While Wolf rightly considers much of the poetry that Symonds published banal, she notes that he ‘scattered deliberately into the future a set of seeds for a more progressive world than the one in which he lived – seeds of the world we now see around us’. For us to understand the true nature and import of this poetry, it was necessary for Symonds’s memoirs to be published in full, which did not happen until 2016. In these, he left instructions for later readers to decode his verse: he ‘outlined the order in which the selected poems should actually be read, and explained that the material surrounding them was inconsequential padding, designed to misdirect most readers of the 1880s’. Wolf’s unravelling and reconstructing of these ‘sodomitical’ poems provides one of the most fascinating elements of her wide-ranging book.

Among the seeds Symonds scattered into the future was his pamphlet A Problem in Modern Ethics (privately published in 1896), in which he declared that ‘legislation is interfering with the liberty of individuals, under a certain misconception regarding the nature of their offence’. This seed apparently fell on stony ground, since misconception still prevailed in the 1950s and 1960s, when many of the parliamentary debates on the Wolfenden Report revolved around the question of whether or not homosexual men could be ‘treated’ or ‘cured’, even though Symonds had insisted some sixty years earlier that ‘inverts’ are aware of their sexual inclinations ‘from their earliest childhood … cannot divert them into normal channels, and … are powerless to get rid of them’.

More generally, Wolf traces an alarming elision in 19th-century Britain between laws protecting the nation’s physical health and those protecting its moral health, asserting that Edwin Chadwick’s 1842 Report on the Sanitary Conditions of the Labouring Population of Great Britain ‘established the idea (in civic rather than religious terms) that uncleanness was not just a personal physical issue, but also a public and moral one’. The language of physical squalor – ‘dirt’, ‘filth’, ‘disease’ – was applied equally to ‘indecent’ books and to people’s sexual behaviour, along with the notion that both should be subject to legislation for the common good because they were considered infectious. Such ideas and language were still current in the era of the Wolfenden Report. The Bishop of Rochester was far from alone in declaring that ‘there is no more baneful or contagious an influence in the world than that which emanates from homosexual practice’, which he additionally likened to leprosy.

Alongside her two principals, Wolf draws numerous other people, books and institutions into her story, including Boulton and Park, Simeon Solomon, Charles Bradlaugh and Annie Besant, Christina Rossetti’s Goblin Market and Dr Kahn’s Anatomical and Pathological Museum. Nor does she forget that for every Oscar Wilde, hundreds of other men lost to history were similarly prosecuted. Throughout the book, she instances cases in which ordinary working people were given savage sentences after being convicted of sodomy or even ‘attempted sodomy’. To take a single shocking but representative example, while Symonds was carefully replacing male pronouns in his poems with female ones in order to publish them in Many Moods (1878), at the Old Bailey fifteen-year-old Marcus Manuel was being given ten years’ hard labour for sodomy, a sentence that supposedly ‘took his youth into account’.
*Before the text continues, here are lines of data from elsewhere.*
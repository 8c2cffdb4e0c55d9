//! services/api/src/web/rest.rs
//!
//! Contains the Axum handlers for the chat REST endpoints and the master
//! definition for the OpenAPI specification.

use crate::{
    error::ApiError,
    web::{
        auth, chat_task,
        middleware::Owner,
        protocol::{
            ChatHistoryResponse, ChatIn, ChatListResponse, ChatSummary, CreateChatIn,
            CreateChatResponse, DeleteChatResponse, EditQuestionIn, EditQuestionResponse,
            HistoryTurn, MessageResponse, RenameChatIn,
        },
        state::AppState,
    },
};
use axum::{
    extract::{Multipart, Path, State},
    http::StatusCode,
    response::{IntoResponse, Json},
    Extension,
};
use std::sync::Arc;
use utoipa::OpenApi;
use uuid::Uuid;

//=========================================================================================
// OpenAPI Master Definition
//=========================================================================================

#[derive(OpenApi)]
#[openapi(
    paths(
        auth::register_handler,
        auth::login_handler,
        auth::logout_handler,
        create_chat_handler,
        list_chats_handler,
        chat_history_handler,
        chat_task::chat_handler,
        rename_chat_handler,
        delete_chat_handler,
        edit_question_handler,
        upload_file_handler,
    ),
    components(
        schemas(
            auth::RegisterRequest, auth::LoginRequest, auth::LoginResponse,
            ChatIn, CreateChatIn, CreateChatResponse, ChatSummary, ChatListResponse,
            HistoryTurn, ChatHistoryResponse, RenameChatIn, DeleteChatResponse,
            EditQuestionIn, EditQuestionResponse, MessageResponse,
        )
    ),
    tags(
        (name = "ConfigMate API", description = "Chat with cached answers and document context.")
    )
)]
pub struct ApiDoc;

//=========================================================================================
// REST API Handlers
//=========================================================================================

/// Create a new, empty chat.
#[utoipa::path(
    post,
    path = "/chat/new",
    request_body(content = CreateChatIn, description = "Optional title"),
    responses(
        (status = 201, description = "Chat created", body = CreateChatResponse),
        (status = 401, description = "Not logged in")
    )
)]
pub async fn create_chat_handler(
    State(app_state): State<Arc<AppState>>,
    Extension(owner): Extension<Owner>,
    payload: Option<Json<CreateChatIn>>,
) -> Result<impl IntoResponse, ApiError> {
    let title = payload.and_then(|Json(p)| p.title);
    let chat = app_state
        .rooms
        .create_chat(&owner.0, title.as_deref())
        .await?;

    Ok((
        StatusCode::CREATED,
        Json(CreateChatResponse {
            chat: chat.id,
            title: chat.title,
        }),
    ))
}

/// List the caller's chats.
#[utoipa::path(
    get,
    path = "/chat/list",
    responses(
        (status = 200, description = "The caller's chats", body = ChatListResponse)
    )
)]
pub async fn list_chats_handler(
    State(app_state): State<Arc<AppState>>,
    Extension(owner): Extension<Owner>,
) -> Result<Json<ChatListResponse>, ApiError> {
    let chats = app_state.rooms.list_chats(&owner.0).await?;
    Ok(Json(ChatListResponse {
        chats: chats.into_iter().map(ChatSummary::from).collect(),
    }))
}

/// Full question/answer history of a chat, oldest first.
#[utoipa::path(
    get,
    path = "/chat/history/{chat_id}",
    params(("chat_id" = Uuid, Path, description = "The chat to read")),
    responses(
        (status = 200, description = "Chat history", body = ChatHistoryResponse),
        (status = 404, description = "Chat not found")
    )
)]
pub async fn chat_history_handler(
    State(app_state): State<Arc<AppState>>,
    Extension(owner): Extension<Owner>,
    Path(chat_id): Path<Uuid>,
) -> Result<Json<ChatHistoryResponse>, ApiError> {
    let history = app_state.rooms.chat_history(&owner.0, chat_id).await?;
    Ok(Json(ChatHistoryResponse {
        history: history.into_iter().map(HistoryTurn::from).collect(),
    }))
}

/// Rename a chat.
#[utoipa::path(
    put,
    path = "/chat/rename/{chat_id}",
    params(("chat_id" = Uuid, Path, description = "The chat to rename")),
    request_body = RenameChatIn,
    responses(
        (status = 200, description = "Chat renamed", body = ChatSummary),
        (status = 400, description = "Empty title"),
        (status = 404, description = "Chat not found")
    )
)]
pub async fn rename_chat_handler(
    State(app_state): State<Arc<AppState>>,
    Extension(owner): Extension<Owner>,
    Path(chat_id): Path<Uuid>,
    Json(data): Json<RenameChatIn>,
) -> Result<Json<ChatSummary>, ApiError> {
    let chat = app_state
        .rooms
        .rename_chat(&owner.0, chat_id, &data.title)
        .await?;
    Ok(Json(chat.into()))
}

/// Delete a chat together with its history and attached files.
#[utoipa::path(
    delete,
    path = "/chat/delete/{chat_id}",
    params(("chat_id" = Uuid, Path, description = "The chat to delete")),
    responses(
        (status = 200, description = "Chat deleted", body = DeleteChatResponse),
        (status = 404, description = "Chat not found")
    )
)]
pub async fn delete_chat_handler(
    State(app_state): State<Arc<AppState>>,
    Extension(owner): Extension<Owner>,
    Path(chat_id): Path<Uuid>,
) -> Result<Json<DeleteChatResponse>, ApiError> {
    let summary = app_state.rooms.delete_chat(&owner.0, chat_id).await?;
    Ok(Json(summary.into()))
}

/// Edit a previous question and get a freshly generated answer.
#[utoipa::path(
    put,
    path = "/chat/edit_question/{chat_id}",
    params(("chat_id" = Uuid, Path, description = "The chat containing the question")),
    request_body = EditQuestionIn,
    responses(
        (status = 200, description = "Question re-answered", body = EditQuestionResponse),
        (status = 404, description = "Question not found"),
        (status = 500, description = "Model did not return an answer")
    )
)]
pub async fn edit_question_handler(
    State(app_state): State<Arc<AppState>>,
    Extension(owner): Extension<Owner>,
    Path(chat_id): Path<Uuid>,
    Json(data): Json<EditQuestionIn>,
) -> Result<Json<EditQuestionResponse>, ApiError> {
    let answer = app_state
        .pipeline
        .edit_question(&owner.0, chat_id, &data.old_question, &data.new_question)
        .await?;

    Ok(Json(EditQuestionResponse {
        msg: "Question updated and re-answered successfully".to_string(),
        answer,
    }))
}

/// Attach a PDF or Word document to a chat.
///
/// Accepts a multipart/form-data request with a single file part.
#[utoipa::path(
    post,
    path = "/chat/upload/{chat_id}",
    params(("chat_id" = Uuid, Path, description = "The chat to attach the file to")),
    request_body(content_type = "multipart/form-data", description = "The .pdf or .docx file to upload."),
    responses(
        (status = 200, description = "File stored", body = MessageResponse),
        (status = 400, description = "Unsupported file type or no text found"),
        (status = 404, description = "Chat not found")
    )
)]
pub async fn upload_file_handler(
    State(app_state): State<Arc<AppState>>,
    Extension(owner): Extension<Owner>,
    Path(chat_id): Path<Uuid>,
    mut multipart: Multipart,
) -> Result<Json<MessageResponse>, ApiError> {
    let field = multipart
        .next_field()
        .await
        .map_err(|e| ApiError::BadRequest(format!("Failed to read multipart data: {}", e)))?
        .ok_or_else(|| ApiError::BadRequest("Multipart form must include a file".to_string()))?;

    let filename = field
        .file_name()
        .map(str::to_string)
        .ok_or_else(|| ApiError::BadRequest("Uploaded part has no filename".to_string()))?;
    let data = field
        .bytes()
        .await
        .map_err(|e| ApiError::BadRequest(format!("Failed to read file bytes: {}", e)))?;

    let document = app_state
        .rooms
        .attach_document(&owner.0, chat_id, &filename, &data)
        .await?;

    Ok(Json(MessageResponse {
        msg: format!("File '{}' saved successfully", document.filename),
    }))
}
Towards the end of the book, Wolf describes returning to Oxford during Gay Pride to do her final research. Rainbow flags flutter above every college, but she is well aware that, with the rise of new right-wing movements, the freedoms to which Whitman and Symonds looked forward cannot be taken for granted. Imaginatively researched, entertainingly written and enjoyably indignant, Outrages is a sobering and timely book.